+1 to everything Dan said, including the "who cares if it works?".
I was definitely coming at it from the kernel perspective, I joined Sun
just after SunOS 4.0 came out; that was the release that made mmap/page
cache be a coherent thing, the buffer cache was almost completely gone,
I think it was still used for inodes and directories but no user data
was in there.
The amount of work that went into that was huge but the resulting kernel
was actually smaller (I think) and much easier to understand and maintain
(I know). And the kernel team was quite proud of that work, with good
reason.
Which is why it blows my mind that the same organization that saw the
value of have one way to do things, did a 180 and said the page cache
isn't that important. When I talked to the ZFS guys about it, their
plan was that ZFS was going to be the only local file system so it sort
of didn't matter. But that's nonsense, you are going to have tmpfs,
nfs, vfat, ntfs, whatever apple uses, etc. So you are going to have a
page cache for all of those, which means the page cache is never going
away, which means that mmap() wants pages (remember, you can mmap stuff
that isn't in memory, you need the hardware to fault for you so you can
go get it). The ZFS guys said making that work is too hard, we did it
in BitKeeper, it works fine.
So the combination of going back to something anyone with OS smarts
knows is a bad idea plus the fact that I know from personal experience
that they could have done in the page cache and still have compression
and XOR, yeah, I lost a lot of respect for those guys.
ZFS is very useful, it could have been that and played nice with the
page cache.
On Thu, Feb 04, 2021 at 11:32:31AM -0500, Dan Cross wrote:
On Thu, Feb 4, 2021 at 10:47 AM Will Senn
<will.senn(a)gmail.com> wrote:
[snip]
In response to the negative vibes around ZFS. [snip]

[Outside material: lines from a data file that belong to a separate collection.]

//! Scenario tests wiring the builders to the expectation helpers the way
//! a consuming test suite would.

use foundation_httptest::{
    append_value, expect_body_text, expect_header, expect_header_values, expect_headers_contain,
    expect_method, expect_status, expect_url, Body, FakeRequest, FakeResponse, Headers, Method,
    Proto, Status,
};

#[test]
fn test_full_response_construction_with_expectations() {
    let request = FakeRequest::builder()
        .with_method(Method::POST)
        .with_url("/v1/orders")
        .with_body_string("{\"sku\": 42}")
        .build()
        .expect("should build request");

    let mut builder = FakeResponse::builder();
    builder
        .with_proto(Proto::HTTP11)
        .with_status(201u16)
        .with_body_string("{\"id\": 7}")
        .with_request(request.clone());
    builder
        .add_header("Content-Type", "application/json")
        .expect("should accept header");

    let response = builder.build();

    expect_status(&response, Status::Created).expect("status should match");
    expect_header(&response, "content-type", "application/json").expect("header should match");
    expect_body_text(&response, "{\"id\": 7}").expect("body should match");

    let captured = response
        .request
        .expect("should carry the originating request");
    expect_method(&captured, Method::POST).expect("method should match");
    expect_url(&captured, "/v1/orders").expect("url should match");
}

#[test]
fn test_headers_from_configurator_and_single_adds_accumulate() {
    let mut builder = FakeResponse::builder();
    builder.with_headers(|headers| {
        append_value(headers, "Set-Cookie", "a=1");
    });
    builder
        .add_header("set-cookie", "b=2")
        .expect("should accept header");

    let response = builder.build();
    expect_header_values(&response, "SET-COOKIE", &["a=1", "b=2"])
        .expect("values should accumulate in order");
}

#[test]
fn test_failures_report_expected_versus_observed() {
    let response = FakeResponse::builder().with_status(500u16).build();

    let failure = expect_status(&response, 200u16).expect_err("status should not match");
    assert!(failure.message().contains("200 OK"));
    assert!(failure.message().contains("500 Internal Server Error"));
    assert!(std::error::Error::source(&failure).is_none());
}

#[test]
fn test_builder_reuse_yields_independent_snapshots() {
    let mut template = FakeResponse::builder();
    template
        .with_status(Status::OK)
        .with_body(Body::Text("base".into()));

    let first = template.build();
    template.with_status(Status::ServiceUnavailable);
    let second = template.build();

    expect_status(&first, 200u16).expect("first snapshot should keep its status");
    expect_status(&second, 503u16).expect("second snapshot should see the update");
    assert_eq!(first.body, second.body);
}

#[test]
fn test_subset_expectations_against_fabricated_traffic() {
    let mut builder = FakeResponse::builder();
    builder.with_headers(|headers| {
        append_value(headers, "X-Trace-Id", "abc");
        append_value(headers, "Content-Type", "text/plain");
        append_value(headers, "Cache-Control", "no-store");
    });
    let response = builder.build();

    let mut wanted = Headers::new();
    append_value(&mut wanted, "x-trace-id", "abc");
    expect_headers_contain(&response, &wanted).expect("subset should match");

    append_value(&mut wanted, "x-trace-id", "def");
    expect_headers_contain(&response, &wanted).expect_err("extra value should not match");
}

#[test]
fn test_intentionally_malformed_responses_are_representable() {
    // No semantic validation: a 204 with a body is fine to fabricate.
    let response = FakeResponse::builder()
        .with_status(204u16)
        .with_body_string("should not be here")
        .build();

    expect_status(&response, Status::NoContent).expect("status should match");
    expect_body_text(&response, "should not be here").expect("body should match");
}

I think the discordance is around the semantics ZFS's implementation
implies. Larry's point about mmap() vs a buffer cache is entirely valid; it
took lots of people heroic amounts of work worthy of Greek sagas to bridge
the difference between the original buffer and VM page caches, but ZFS
says, "meh. too much work; not worth it." The practical implication of that
is that memory mapped IO (via `mmap`) is no longer coherent with file IO
(via `open`/`close`/`read`/`write`) without lots of work that both degrades
performance and add complexity.
The question that a lot of folks who use ZFS regularly ask is, "does that
matter?" And perhaps it doesn't: if I've got a file server sitting there
serving NFS, do I care what it's kernel is doing? As long as it's
saturating the network and disks, and it's reliable...not really.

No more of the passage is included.